Team:AUC-EGYPT/Model



We improved the performance of Ulaval’s Toeholder software and dedicated it to design a class of mammalian toehold switches. However, designing toehold switches is not enough. Structural modeling is essential to predict the stability and the favorability of binding between the toehold switch and the trigger. Structural predictions based on free energy calculations do not accurately simulate the folding of mRNAs. There is a lot more to the story: for instance, free energy models do not take into account chaperone-aided folding of RNAs (Tijerina & Russell, 2013). Nonetheless, free energy models are utilized extensively in studies to predict the secondary structure of mRNA(Huston et al., 2020; Rangan et al., 2020).





RNA Folding

RNAs are single stranded, yet they are not always free to bind a complementary target.
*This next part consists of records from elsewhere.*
//! Broadcast dispatcher: batched, rate-shaped template sends with
//! per-recipient outcomes and webhook-driven status reconciliation.
//!
//! `start` is idempotent: the pending to processing transition is a guarded
//! UPDATE, so a double start (operator click + scheduler tick) runs once.
//! Counters move only through atomic SQL increments, here and in the
//! reconciler.

use crate::inbox;
use crate::provider::envelope::{build_template_components, MediaKind, Outbound};
use crate::provider::CloudApiClient;
use crate::realtime::events;
use crate::shared::errors::{AppError, AppResult};
use crate::shared::models::schema::{broadcast_recipients, broadcasts, contacts, organizations};
use crate::shared::models::{
    Broadcast, BroadcastRecipient, Contact, MessageStatus, NewMessage, Organization,
};
use crate::shared::state::AppState;
use crate::shared::utils::digits_only;
use chrono::Utc;
use diesel::prelude::*;
use futures_util::future::join_all;
use log::{error, info, warn};
use serde_json::json;
use std::sync::Arc;
use std::time::Duration;
use uuid::Uuid;

const BATCH_SIZE: usize = 50;
const BATCH_PAUSE: Duration = Duration::from_secs(5);

pub struct BroadcastDispatcher {
    state: Arc<AppState>,
}

impl BroadcastDispatcher {
    pub fn new(state: Arc<AppState>) -> Self {
        Self { state }
    }

    /// Runs one broadcast to completion. A no-op unless the broadcast is
    /// pending or scheduled.
    pub async fn start(&self, broadcast_id: Uuid) -> AppResult<()> {
        let (broadcast, org) = {
            let mut conn = self.state.conn.get()?;

            // Guarded transition: whoever flips pending/scheduled to
            // processing owns the run.
            let claimed = diesel::update(
                broadcasts::table
                    .filter(broadcasts::id.eq(broadcast_id))
                    .filter(broadcasts::status.eq_any(["pending", "scheduled"])),
            )
            .set((
                broadcasts::status.eq("processing"),
                broadcasts::started_at.eq(Utc::now()),
            ))
            .execute(&mut conn)?;
            if claimed == 0 {
                info!("broadcast {} not startable, skipping", broadcast_id);
                return Ok(());
            }

            let broadcast = broadcasts::table
                .filter(broadcasts::id.eq(broadcast_id))
                .select(Broadcast::as_select())
                .first(&mut conn)?;
            let org = organizations::table
                .filter(organizations::id.eq(broadcast.org_id))
                .select(Organization::as_select())
                .first(&mut conn)?;
            (broadcast, org)
        };

        if !org.subscription().is_active() {
            let mut conn = self.state.conn.get()?;
            diesel::update(broadcasts::table.filter(broadcasts::id.eq(broadcast_id)))
                .set(broadcasts::status.eq("failed"))
                .execute(&mut conn)?;
            return Err(AppError::TenantClosed(format!(
                "tenant {} subscription inactive",
                org.id
            )));
        }

        self.state
            .realtime
            .emit_org(
                org.id,
                events::BROADCAST_STATUS,
                json!({ "broadcast_id": broadcast_id, "status": "processing" }),
            )
            .await;

        let recipients: Vec<BroadcastRecipient> = {
            let mut conn = self.state.conn.get()?;
            broadcast_recipients::table
                .filter(broadcast_recipients::broadcast_id.eq(broadcast_id))
                .filter(broadcast_recipients::status.eq("pending"))
                .order(broadcast_recipients::updated_at.asc())
                .select(BroadcastRecipient::as_select())
                .load(&mut conn)?
        };
        info!(
            "broadcast {} dispatching to {} recipients",
            broadcast_id,
            recipients.len()
        );

        for (batch_index, batch) in recipients.chunks(BATCH_SIZE).enumerate() {
            if batch_index > 0 {
                tokio::time::sleep(BATCH_PAUSE).await;
            }
            // Cancellation between batches: the in-flight batch completed,
            // the job stops here.
            if self.current_status(broadcast_id)? == "cancelled" {
                info!("broadcast {} cancelled, stopping after batch", broadcast_id);
                return Ok(());
            }

            let sends = batch
                .iter()
                .map(|recipient| self.send_recipient(&org, &broadcast, recipient));
            join_all(sends).await;
        }

        {
            let mut conn = self.state.conn.get()?;
            diesel::update(
                broadcasts::table
                    .filter(broadcasts::id.eq(broadcast_id))
                    .filter(broadcasts::status.eq("processing")),
            )
            .set((
                broadcasts::status.eq("completed"),
                broadcasts::completed_at.eq(Utc::now()),
            ))
            .execute(&mut conn)?;
        }
        self.state
            .realtime
            .emit_org(
                org.id,
                events::BROADCAST_STATUS,
                json!({ "broadcast_id": broadcast_id, "status": "completed" }),
            )
            .await;
        Ok(())
    }

    fn current_status(&self, broadcast_id: Uuid) -> AppResult<String> {
        let mut conn = self.state.conn.get()?;
        Ok(broadcasts::table
            .filter(broadcasts::id.eq(broadcast_id))
            .select(broadcasts::status)
            .first(&mut conn)?)
    }

    /// One recipient, one outcome. Failures are recorded and never abort
    /// the campaign.
    async fn send_recipient(
        &self,
        org: &Organization,
        broadcast: &Broadcast,
        recipient: &BroadcastRecipient,
    ) {
        match self.try_send(org, broadcast, recipient).await {
            Ok(provider_id) => {
                if let Err(e) = self.record_sent(broadcast, recipient, &provider_id) {
                    error!(
                        "broadcast {} recipient {} sent but not recorded: {}",
                        broadcast.id, recipient.id, e
                    );
                }
            }
            Err(e) => {
                warn!(
                    "broadcast {} recipient {} failed: {}",
                    broadcast.id, recipient.phone, e
                );
                if let Err(db_err) = self.record_failed(broadcast, recipient, &e.to_string()) {
                    error!(
                        "broadcast {} recipient {} failure not recorded: {}",
                        broadcast.id, recipient.id, db_err
                    );
                }
            }
        }
    }

    async fn try_send(
        &self,
        org: &Organization,
        broadcast: &Broadcast,
        recipient: &BroadcastRecipient,
    ) -> AppResult<String> {
        let header_kind = broadcast
            .header_media_kind
            .as_deref()
            .and_then(MediaKind::parse);
        let header = match (&broadcast.header_media_id, header_kind) {
            (Some(media_id), Some(kind)) if !media_id.is_empty() => Some((kind, media_id.as_str())),
            _ => None,
        };
        let empty = serde_json::Map::new();
        let params = recipient.variables.as_object().unwrap_or(&empty);
        let components =
            build_template_components(header.as_ref().map(|(kind, id)| (kind, *id)), params);

        let outbound = Outbound::Template {
            name: broadcast.template_name.clone(),
            language: broadcast.template_language.clone(),
            components,
        };
        let client = CloudApiClient::for_org(self.state.http.clone(), &self.state.config, org);
        client.send(&digits_only(&recipient.phone), &outbound).await
    }

    fn record_sent(
        &self,
        broadcast: &Broadcast,
        recipient: &BroadcastRecipient,
        provider_id: &str,
    ) -> AppResult<()> {
        let mut conn = self.state.conn.get()?;
        diesel::update(
            broadcast_recipients::table.filter(broadcast_recipients::id.eq(recipient.id)),
        )
        .set((
            broadcast_recipients::status.eq("sent"),
            broadcast_recipients::provider_message_id.eq(provider_id),
            broadcast_recipients::updated_at.eq(Utc::now()),
        ))
        .execute(&mut conn)?;
        diesel::update(broadcasts::table.filter(broadcasts::id.eq(broadcast.id)))
            .set(broadcasts::sent_count.eq(broadcasts::sent_count + 1))
            .execute(&mut conn)?;

        // Stamp the campaign on the recipient's conversation and mirror the
        // send into the inbox, when the contact already exists.
        if let Some(contact) = contact_by_phone(&mut conn, broadcast.org_id, &recipient.phone)? {
            let (conversation, _) = inbox::open_conversation(&mut conn, broadcast.org_id, contact.id)?;
            inbox::attribute_conversation(&mut conn, conversation.id, broadcast.id, false)?;
            let body = format!("[template: {}]", broadcast.template_name);
            let record = NewMessage {
                id: Uuid::new_v4(),
                org_id: broadcast.org_id,
                conversation_id: conversation.id,
                direction: "out".to_string(),
                kind: "template".to_string(),
                body: body.clone(),
                caption: None,
                media_url: None,
                media_id: broadcast.header_media_id.clone(),
                media_mime: None,
                media_size: None,
                file_name: None,
                status: MessageStatus::Sent.as_str().to_string(),
                provider_message_id: Some(provider_id.to_string()),
                created_at: Utc::now(),
            };
            inbox::insert_message_idempotent(&mut conn, &record)?;
            inbox::touch_conversation_outgoing(&mut conn, conversation.id, &body)?;
        }
        Ok(())
    }

    fn record_failed(
        &self,
        broadcast: &Broadcast,
        recipient: &BroadcastRecipient,
        reason: &str,
    ) -> AppResult<()> {
        let mut conn = self.state.conn.get()?;
        diesel::update(
            broadcast_recipients::table.filter(broadcast_recipients::id.eq(recipient.id)),
        )
        .set((
            broadcast_recipients::status.eq("failed"),
            broadcast_recipients::error.eq(reason),
            broadcast_recipients::updated_at.eq(Utc::now()),
        ))
        .execute(&mut conn)?;
        diesel::update(broadcasts::table.filter(broadcasts::id.eq(broadcast.id)))
            .set(broadcasts::failed_count.eq(broadcasts::failed_count + 1))
            .execute(&mut conn)?;
        Ok(())
    }
}

/// Marks a broadcast cancelled. Enough before processing starts; a running
/// dispatcher notices between batches.
pub fn cancel(conn: &mut PgConnection, org_id: Uuid, broadcast_id: Uuid) -> AppResult<bool> {
    let updated = diesel::update(
        broadcasts::table
            .filter(broadcasts::id.eq(broadcast_id))
            .filter(broadcasts::org_id.eq(org_id))
            .filter(broadcasts::status.eq_any(["pending", "scheduled", "processing"])),
    )
    .set(broadcasts::status.eq("cancelled"))
    .execute(conn)?;
    Ok(updated > 0)
}

pub fn chatbot_enabled(conn: &mut PgConnection, broadcast_id: Uuid) -> AppResult<bool> {
    Ok(broadcasts::table
        .filter(broadcasts::id.eq(broadcast_id))
        .select(broadcasts::chatbot_enabled)
        .first(conn)
        .optional()?
        .unwrap_or(true))
}

/// Applies a provider status event to the matching recipient, moving the
/// aggregate counters across each threshold exactly once. Returns the
/// broadcast id when something changed.
pub fn reconcile_recipient_status(
    conn: &mut PgConnection,
    org_id: Uuid,
    provider_message_id: &str,
    new_status: MessageStatus,
) -> AppResult<Option<Uuid>> {
    let recipient = broadcast_recipients::table
        .filter(broadcast_recipients::org_id.eq(org_id))
        .filter(broadcast_recipients::provider_message_id.eq(provider_message_id))
        .select(BroadcastRecipient::as_select())
        .first(conn)
        .optional()?;
    let Some(recipient) = recipient else {
        return Ok(None);
    };

    let old = MessageStatus::parse(&recipient.status).unwrap_or(MessageStatus::Pending);
    if !new_status.advances_over(&old) {
        return Ok(None);
    }

    diesel::update(broadcast_recipients::table.filter(broadcast_recipients::id.eq(recipient.id)))
        .set((
            broadcast_recipients::status.eq(new_status.as_str()),
            broadcast_recipients::updated_at.eq(Utc::now()),
        ))
        .execute(conn)?;

    if new_status == MessageStatus::Failed {
        diesel::update(broadcasts::table.filter(broadcasts::id.eq(recipient.broadcast_id)))
            .set(broadcasts::failed_count.eq(broadcasts::failed_count + 1))
            .execute(conn)?;
    } else {
        // A read that arrives before its delivered crosses both thresholds
        // at once; each counter still moves exactly once per recipient.
        if old.rank() < MessageStatus::Delivered.rank()
            && new_status.rank() >= MessageStatus::Delivered.rank()
        {
            diesel::update(broadcasts::table.filter(broadcasts::id.eq(recipient.broadcast_id)))
                .set(broadcasts::delivered_count.eq(broadcasts::delivered_count + 1))
                .execute(conn)?;
        }
        if old.rank() < MessageStatus::Read.rank()
            && new_status.rank() >= MessageStatus::Read.rank()
        {
            diesel::update(broadcasts::table.filter(broadcasts::id.eq(recipient.broadcast_id)))
                .set(broadcasts::read_count.eq(broadcasts::read_count + 1))
                .execute(conn)?;
        }
    }

    Ok(Some(recipient.broadcast_id))
}

fn contact_by_phone(
    conn: &mut PgConnection,
    org_id: Uuid,
    phone: &str,
) -> AppResult<Option<Contact>> {
    Ok(contacts::table
        .filter(contacts::org_id.eq(org_id))
        .filter(contacts::phone.eq(digits_only(phone)))
        .select(Contact::as_select())
        .first(conn)
        .optional()?)
}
They fold into all sorts of secondary structures (Fig 1), rendering the search for triggers for toehold switch design more difficult. Pardee et al (2016) designed toehold switches to detect zika virus. They scanned the genome of zika virus for regions of low secondary structures, i.e. regions with minimal base pairing. They reasoned that the trigger needs to be accessible by the toehold switch in order to bind to and activate it. In our design algorithm, we searched for candidate triggers of lengths 30 nucleotides that display a minimum of 15 unpaired region. The NUPACK suite was utilized to model the minimal free energy structure(Zadeh, Steenberg, et al., 2011; Zadeh, Wolfe, et al., 2011).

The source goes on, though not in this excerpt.